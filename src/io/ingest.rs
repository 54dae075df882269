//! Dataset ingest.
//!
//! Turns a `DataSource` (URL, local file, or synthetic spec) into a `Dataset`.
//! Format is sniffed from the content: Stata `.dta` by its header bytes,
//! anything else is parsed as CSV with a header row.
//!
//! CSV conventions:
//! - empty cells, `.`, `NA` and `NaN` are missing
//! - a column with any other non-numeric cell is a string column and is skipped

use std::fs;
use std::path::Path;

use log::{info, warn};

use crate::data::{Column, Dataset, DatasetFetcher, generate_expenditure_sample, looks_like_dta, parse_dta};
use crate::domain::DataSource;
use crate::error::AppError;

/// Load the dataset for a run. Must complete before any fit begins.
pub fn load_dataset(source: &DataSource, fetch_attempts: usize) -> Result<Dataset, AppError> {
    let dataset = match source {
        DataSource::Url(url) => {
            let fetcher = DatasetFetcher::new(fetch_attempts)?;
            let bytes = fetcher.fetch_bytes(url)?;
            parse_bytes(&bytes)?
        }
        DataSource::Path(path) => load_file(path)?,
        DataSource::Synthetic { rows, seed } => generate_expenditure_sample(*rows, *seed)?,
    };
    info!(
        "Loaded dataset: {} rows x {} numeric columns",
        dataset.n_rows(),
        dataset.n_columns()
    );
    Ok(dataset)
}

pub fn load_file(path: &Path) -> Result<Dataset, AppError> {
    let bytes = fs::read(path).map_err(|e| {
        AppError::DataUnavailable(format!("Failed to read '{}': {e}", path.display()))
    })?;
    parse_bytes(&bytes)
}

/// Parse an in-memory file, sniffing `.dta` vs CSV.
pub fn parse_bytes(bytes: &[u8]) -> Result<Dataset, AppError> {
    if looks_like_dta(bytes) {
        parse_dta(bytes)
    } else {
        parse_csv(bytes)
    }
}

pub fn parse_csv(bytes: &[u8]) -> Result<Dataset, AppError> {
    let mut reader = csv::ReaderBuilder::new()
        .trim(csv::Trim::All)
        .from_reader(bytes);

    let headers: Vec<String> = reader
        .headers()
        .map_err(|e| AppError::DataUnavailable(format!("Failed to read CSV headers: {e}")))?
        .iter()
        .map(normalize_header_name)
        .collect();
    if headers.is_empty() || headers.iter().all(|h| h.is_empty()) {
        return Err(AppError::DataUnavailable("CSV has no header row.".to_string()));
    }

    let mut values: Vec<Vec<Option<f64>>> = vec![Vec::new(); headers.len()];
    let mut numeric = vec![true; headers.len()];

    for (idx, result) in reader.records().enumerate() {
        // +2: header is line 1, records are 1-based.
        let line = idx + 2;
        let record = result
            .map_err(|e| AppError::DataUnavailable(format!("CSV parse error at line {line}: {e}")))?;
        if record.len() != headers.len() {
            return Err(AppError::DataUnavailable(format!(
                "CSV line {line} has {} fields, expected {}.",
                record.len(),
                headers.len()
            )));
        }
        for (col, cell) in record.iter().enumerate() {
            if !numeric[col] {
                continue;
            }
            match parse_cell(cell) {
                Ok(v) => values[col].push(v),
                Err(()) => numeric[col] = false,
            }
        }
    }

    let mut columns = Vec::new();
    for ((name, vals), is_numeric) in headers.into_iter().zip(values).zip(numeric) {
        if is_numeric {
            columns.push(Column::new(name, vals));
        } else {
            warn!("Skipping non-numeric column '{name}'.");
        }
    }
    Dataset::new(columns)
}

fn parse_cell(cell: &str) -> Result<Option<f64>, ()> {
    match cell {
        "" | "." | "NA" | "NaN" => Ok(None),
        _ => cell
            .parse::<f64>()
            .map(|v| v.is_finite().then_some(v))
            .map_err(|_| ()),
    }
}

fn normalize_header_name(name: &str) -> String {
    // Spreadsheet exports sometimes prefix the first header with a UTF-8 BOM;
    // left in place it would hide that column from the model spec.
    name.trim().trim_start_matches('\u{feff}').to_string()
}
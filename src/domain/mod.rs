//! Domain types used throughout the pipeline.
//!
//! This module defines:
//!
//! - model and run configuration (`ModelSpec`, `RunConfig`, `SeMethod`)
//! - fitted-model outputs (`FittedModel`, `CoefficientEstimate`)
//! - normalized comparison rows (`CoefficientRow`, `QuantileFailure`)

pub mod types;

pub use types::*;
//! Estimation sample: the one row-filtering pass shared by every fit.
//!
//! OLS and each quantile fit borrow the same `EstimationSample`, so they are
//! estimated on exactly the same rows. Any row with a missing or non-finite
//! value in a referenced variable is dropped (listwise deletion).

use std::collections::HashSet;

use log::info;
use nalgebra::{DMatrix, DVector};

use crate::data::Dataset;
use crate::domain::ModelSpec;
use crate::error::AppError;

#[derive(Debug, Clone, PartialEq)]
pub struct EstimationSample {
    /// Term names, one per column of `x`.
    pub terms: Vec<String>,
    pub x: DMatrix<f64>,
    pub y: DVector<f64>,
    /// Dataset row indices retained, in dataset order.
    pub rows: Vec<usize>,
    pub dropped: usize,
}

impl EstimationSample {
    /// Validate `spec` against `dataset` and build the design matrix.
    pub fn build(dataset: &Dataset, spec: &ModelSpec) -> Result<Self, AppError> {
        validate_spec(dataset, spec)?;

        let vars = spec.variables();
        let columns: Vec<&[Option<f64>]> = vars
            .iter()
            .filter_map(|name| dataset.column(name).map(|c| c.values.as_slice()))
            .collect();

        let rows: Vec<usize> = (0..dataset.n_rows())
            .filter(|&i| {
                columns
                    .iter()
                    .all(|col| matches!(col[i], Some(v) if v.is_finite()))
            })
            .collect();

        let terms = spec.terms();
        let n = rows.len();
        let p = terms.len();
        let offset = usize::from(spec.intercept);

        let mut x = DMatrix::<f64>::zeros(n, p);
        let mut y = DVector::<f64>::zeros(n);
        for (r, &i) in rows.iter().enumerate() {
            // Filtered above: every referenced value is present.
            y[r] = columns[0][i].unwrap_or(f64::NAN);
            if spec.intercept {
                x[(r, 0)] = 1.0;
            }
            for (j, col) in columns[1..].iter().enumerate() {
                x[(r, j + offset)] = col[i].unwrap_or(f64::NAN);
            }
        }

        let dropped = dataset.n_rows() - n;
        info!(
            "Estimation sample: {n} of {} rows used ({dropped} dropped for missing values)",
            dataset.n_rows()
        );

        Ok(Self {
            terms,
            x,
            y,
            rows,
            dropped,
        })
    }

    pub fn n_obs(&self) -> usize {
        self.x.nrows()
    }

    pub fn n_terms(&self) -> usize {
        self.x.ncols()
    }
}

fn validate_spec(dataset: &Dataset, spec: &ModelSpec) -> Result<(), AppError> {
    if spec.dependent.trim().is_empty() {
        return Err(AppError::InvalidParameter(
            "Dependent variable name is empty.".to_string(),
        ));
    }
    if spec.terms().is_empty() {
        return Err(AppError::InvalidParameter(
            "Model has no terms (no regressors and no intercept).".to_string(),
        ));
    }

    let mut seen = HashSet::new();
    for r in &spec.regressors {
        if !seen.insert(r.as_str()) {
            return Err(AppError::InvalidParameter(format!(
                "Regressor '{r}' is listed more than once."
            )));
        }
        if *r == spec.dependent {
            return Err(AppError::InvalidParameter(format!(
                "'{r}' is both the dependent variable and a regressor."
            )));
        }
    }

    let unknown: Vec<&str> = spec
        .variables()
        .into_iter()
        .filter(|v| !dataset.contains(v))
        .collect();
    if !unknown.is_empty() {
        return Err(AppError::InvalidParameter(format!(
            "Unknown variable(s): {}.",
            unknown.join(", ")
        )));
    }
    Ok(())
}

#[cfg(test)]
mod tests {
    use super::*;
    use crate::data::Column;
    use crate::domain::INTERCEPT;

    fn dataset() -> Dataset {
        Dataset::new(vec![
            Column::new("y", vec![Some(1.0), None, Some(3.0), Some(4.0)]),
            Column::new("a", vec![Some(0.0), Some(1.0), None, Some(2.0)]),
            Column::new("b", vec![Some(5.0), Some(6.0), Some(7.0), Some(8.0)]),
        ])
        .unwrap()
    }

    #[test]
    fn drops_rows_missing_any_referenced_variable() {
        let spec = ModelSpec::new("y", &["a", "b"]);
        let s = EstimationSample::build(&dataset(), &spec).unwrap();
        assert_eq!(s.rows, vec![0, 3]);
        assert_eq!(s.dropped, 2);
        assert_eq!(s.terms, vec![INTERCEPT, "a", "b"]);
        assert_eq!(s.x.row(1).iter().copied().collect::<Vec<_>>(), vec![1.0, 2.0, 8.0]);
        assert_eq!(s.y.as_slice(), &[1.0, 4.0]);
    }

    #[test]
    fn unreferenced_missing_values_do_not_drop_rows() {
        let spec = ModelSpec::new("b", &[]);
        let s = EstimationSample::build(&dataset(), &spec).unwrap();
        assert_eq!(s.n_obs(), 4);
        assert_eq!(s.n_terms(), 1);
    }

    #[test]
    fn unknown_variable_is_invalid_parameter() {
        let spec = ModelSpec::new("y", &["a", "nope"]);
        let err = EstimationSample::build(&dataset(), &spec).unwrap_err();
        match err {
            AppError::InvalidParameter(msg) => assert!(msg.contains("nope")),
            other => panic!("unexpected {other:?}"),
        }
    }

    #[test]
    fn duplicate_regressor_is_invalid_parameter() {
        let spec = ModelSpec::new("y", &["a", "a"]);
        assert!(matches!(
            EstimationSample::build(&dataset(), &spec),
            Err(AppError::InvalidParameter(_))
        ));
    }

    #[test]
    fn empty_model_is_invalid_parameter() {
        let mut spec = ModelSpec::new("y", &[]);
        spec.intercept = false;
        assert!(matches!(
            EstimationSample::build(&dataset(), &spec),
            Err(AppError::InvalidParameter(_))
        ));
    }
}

- - -

Your answer should be the lines above, from the line containing "let unknown: Vec<&str> = spec" up to and including the line containing "use super::*;", reproduced exactly and with nothing else.

    let unknown: Vec<&str> = spec
        .variables()
        .into_iter()
        .filter(|v| !dataset.contains(v))
        .collect();
    if !unknown.is_empty() {
        return Err(AppError::InvalidParameter(format!(
            "Unknown variable(s): {}.",
            unknown.join(", ")
        )));
    }
    Ok(())
}

#[cfg(test)]
mod tests {
    use super::*;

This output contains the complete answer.